Could you print every line from the first one of the records below through the line containing "use crate::error::CodecError;", with both included and nothing else?

[[ SUPPLIED RECORDS open ]]

//! The JSON-shaped message envelope (module A) shared by every peer and client.

use std::fmt;

use serde::de::{self, SeqAccess, Visitor};
use serde::ser::SerializeSeq;
use serde::{Deserialize, Deserializer, Serialize, Serializer};
use serde_json::{Map, Value};

use crate::error::CodecError;

/// Broadcast sentinel: `dst == BROADCAST` means "fan out to every peer".
pub const BROADCAST: &str = "FFFF";

/// A replicated command. Only `Put` mutates the state machine; `Get` is never
/// replicated, but the wire format admits both for symmetry with LogEntry's
/// tuple encoding.
#[derive(Debug, Clone, PartialEq, Eq)]
pub enum Command {
    Get { key: String },
    Put { key: String, value: String },
}

impl Command {
    pub fn key(&self) -> &str {
        match self {
            Command::Get { key } => key,
            Command::Put { key, .. } => key,
        }
    }
}

// Commands serialize as `["GET", key]` / `["PUT", key, value]` rather than as
// a tagged object, to match the wire format the surrounding test harness expects.
impl Serialize for Command {
    fn serialize<S: Serializer>(&self, serializer: S) -> Result<S::Ok, S::Error> {
        match self {
            Command::Get { key } => {
                let mut seq = serializer.serialize_seq(Some(2))?;
                seq.serialize_element("GET")?;
                seq.serialize_element(key)?;
                seq.end()
            }
            Command::Put { key, value } => {
                let mut seq = serializer.serialize_seq(Some(3))?;
                seq.serialize_element("PUT")?;
                seq.serialize_element(key)?;
                seq.serialize_element(value)?;
                seq.end()
            }
        }
    }
}

impl<'de> Deserialize<'de> for Command {
    fn deserialize<D: Deserializer<'de>>(deserializer: D) -> Result<Self, D::Error> {
        struct CommandVisitor;

        impl<'de> Visitor<'de> for CommandVisitor {
            type Value = Command;

            fn expecting(&self, f: &mut fmt::Formatter) -> fmt::Result {
                f.write_str(r#"["GET", key] or ["PUT", key, value]"#)
            }

            fn visit_seq<A: SeqAccess<'de>>(self, mut seq: A) -> Result<Command, A::Error> {
                let op: String = seq
                    .next_element()?
                    .ok_or_else(|| de::Error::invalid_length(0, &self))?;
                match op.as_str() {
                    "GET" => {
                        let key = seq
                            .next_element()?
                            .ok_or_else(|| de::Error::invalid_length(1, &self))?;
                        Ok(Command::Get { key })
                    }
                    "PUT" => {
                        let key = seq
                            .next_element()?
                            .ok_or_else(|| de::Error::invalid_length(1, &self))?;
                        let value = seq
                            .next_element()?
                            .ok_or_else(|| de::Error::invalid_length(2, &self))?;
                        Ok(Command::Put { key, value })
                    }
                    other => Err(de::Error::unknown_variant(other, &["GET", "PUT"])),
                }
            }
        }

        deserializer.deserialize_seq(CommandVisitor)
    }
}

/// A single entry in the replicated log: `(index, term, command)`.
///
/// `index` is the entry's dense, 1-based position; the in-memory log stores
/// entries densely so `log[i - 1]` is always entry `i`, but the wire format
/// still carries the index explicitly (the spec's harness relies on it).
#[derive(Debug, Clone, PartialEq, Eq)]
pub struct LogEntry {
    pub index: u64,
    pub term: u64,
    pub command: Command,
}

// Wire entries are `[index, term, [op, ...]]`, a plain 3-tuple, not an object.
impl Serialize for LogEntry {
    fn serialize<S: Serializer>(&self, serializer: S) -> Result<S::Ok, S::Error> {
        let mut seq = serializer.serialize_seq(Some(3))?;
        seq.serialize_element(&self.index)?;
        seq.serialize_element(&self.term)?;
        seq.serialize_element(&self.command)?;
        seq.end()
    }
}

impl<'de> Deserialize<'de> for LogEntry {
    fn deserialize<D: Deserializer<'de>>(deserializer: D) -> Result<Self, D::Error> {
        struct EntryVisitor;

        impl<'de> Visitor<'de> for EntryVisitor {
            type Value = LogEntry;

            fn expecting(&self, f: &mut fmt::Formatter) -> fmt::Result {
                f.write_str("[index, term, [op, ...]]")
            }

            fn visit_seq<A: SeqAccess<'de>>(self, mut seq: A) -> Result<LogEntry, A::Error> {
                let index = seq
                    .next_element()?
                    .ok_or_else(|| de::Error::invalid_length(0, &self))?;
                let term = seq
                    .next_element()?
                    .ok_or_else(|| de::Error::invalid_length(1, &self))?;
                let command = seq
                    .next_element()?
                    .ok_or_else(|| de::Error::invalid_length(2, &self))?;
                Ok(LogEntry {
                    index,
                    term,
                    command,
                })
            }
        }

        deserializer.deserialize_seq(EntryVisitor)
    }
}

/// The type-specific payload of an envelope. Internally tagged on `type`, so
/// on the wire every variant sits flattened alongside `src`/`dst`/`leader` in
/// one flat JSON object.
///
/// The response-shaped variants (`Ok`/`Fail`/`Redirect`/`VoteResponse`/
/// `AppendEntriesResponse`) carry a flattened `extra` map that absorbs any
/// field this codec doesn't otherwise name, so a field attached by whatever
/// sent the response survives an unrelated decode/re-encode round trip
/// instead of being silently dropped.
#[derive(Debug, Clone, Serialize, Deserialize)]
#[serde(tag = "type", rename_all = "snake_case")]
pub enum Body {
    Hello,
    Get {
        key: String,
        #[serde(rename = "MID")]
        mid: String,
    },
    Put {
        key: String,
        value: String,
        #[serde(rename = "MID")]
        mid: String,
    },
    Ok {
        #[serde(rename = "MID")]
        mid: String,
        #[serde(skip_serializing_if = "Option::is_none")]
        value: Option<String>,
        #[serde(flatten)]
        extra: Map<String, Value>,
    },
    Fail {
        #[serde(rename = "MID")]
        mid: String,
        #[serde(flatten)]
        extra: Map<String, Value>,
    },
    Redirect {
        #[serde(rename = "MID")]
        mid: String,
        #[serde(flatten)]
        extra: Map<String, Value>,
    },
    VoteRequest {
        term: u64,
        candidate_id: String,
        last_log_index: u64,
        last_log_term: u64,
    },
    VoteResponse {
        term: u64,
        vote_granted: bool,
        #[serde(flatten)]
        extra: Map<String, Value>,
    },
    AppendEntries {
        term: u64,
        prev_log_index: u64,
        prev_log_term: u64,
        leader_commit: u64,
        entries: Vec<LogEntry>,
    },
    AppendEntriesResponse {
        term: u64,
        success: bool,
        #[serde(skip_serializing_if = "Option::is_none")]
        current_index: Option<u64>,
        #[serde(flatten)]
        extra: Map<String, Value>,
    },
}

/// The full wire envelope: routing fields plus a type-specific [`Body`].
#[derive(Debug, Clone, Serialize, Deserialize)]
pub struct Envelope {
    pub src: String,
    pub dst: String,
    pub leader: String,
    #[serde(flatten)]
    pub body: Body,
}

impl Envelope {
    pub fn new(src: impl Into<String>, dst: impl Into<String>, leader: impl Into<String>, body: Body) -> Self {
        Envelope {
            src: src.into(),
            dst: dst.into(),
            leader: leader.into(),
            body,
        }
    }

    pub fn encode(&self) -> Vec<u8> {
        // Constructed from typed fields; serialization of this shape cannot fail.
        serde_json::to_vec(self).expect("envelope serialization is infallible")
    }
}

const KNOWN_TYPES: &[&str] = &[
    "hello",
    "get",
    "put",
    "ok",
    "fail",
    "redirect",
    "vote_request",
    "vote_response",
    "append_entries",
    "append_entries_response",
];

/// Best-effort extraction of the `src` field from a datagram that failed to
/// decode. Used only to classify an [`CodecError::UnknownType`] as fatal
/// (sender is a configured peer) or ignorable (sender is a stray client),
/// since a failed decode never yields a structured [`Envelope`] to read `src`
/// from normally.
pub fn peek_src(bytes: &[u8]) -> Option<String> {
    let value: serde_json::Value = serde_json::from_slice(bytes).ok()?;
    value.get("src")?.as_str().map(str::to_string)
}

/// Decode a datagram into an [`Envelope`].
///
/// The `type` tag is sniffed before the full structural decode so that an
/// unrecognized tag can be reported as [`CodecError::UnknownType`] rather than
/// folded into the generic "malformed" bucket: the two are handled
/// differently by the caller (fatal when the sender is a known peer, ignored
/// otherwise).
pub fn decode(bytes: &[u8]) -> Result<Envelope, CodecError> {
    let value: serde_json::Value = serde_json::from_slice(bytes)?;
    if let Some(ty) = value.get("type").and_then(|t| t.as_str()) {
        if !KNOWN_TYPES.contains(&ty) {
            return Err(CodecError::UnknownType(ty.to_string()));
        }
    }
    let envelope: Envelope = serde_json::from_value(value)?;
    Ok(envelope)
}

[[ SUPPLIED RECORDS closed ]]

## TASK OUTPUT
//! The JSON-shaped message envelope (module A) shared by every peer and client.

use std::fmt;

use serde::de::{self, SeqAccess, Visitor};
use serde::ser::SerializeSeq;
use serde::{Deserialize, Deserializer, Serialize, Serializer};
use serde_json::{Map, Value};

use crate::error::CodecError;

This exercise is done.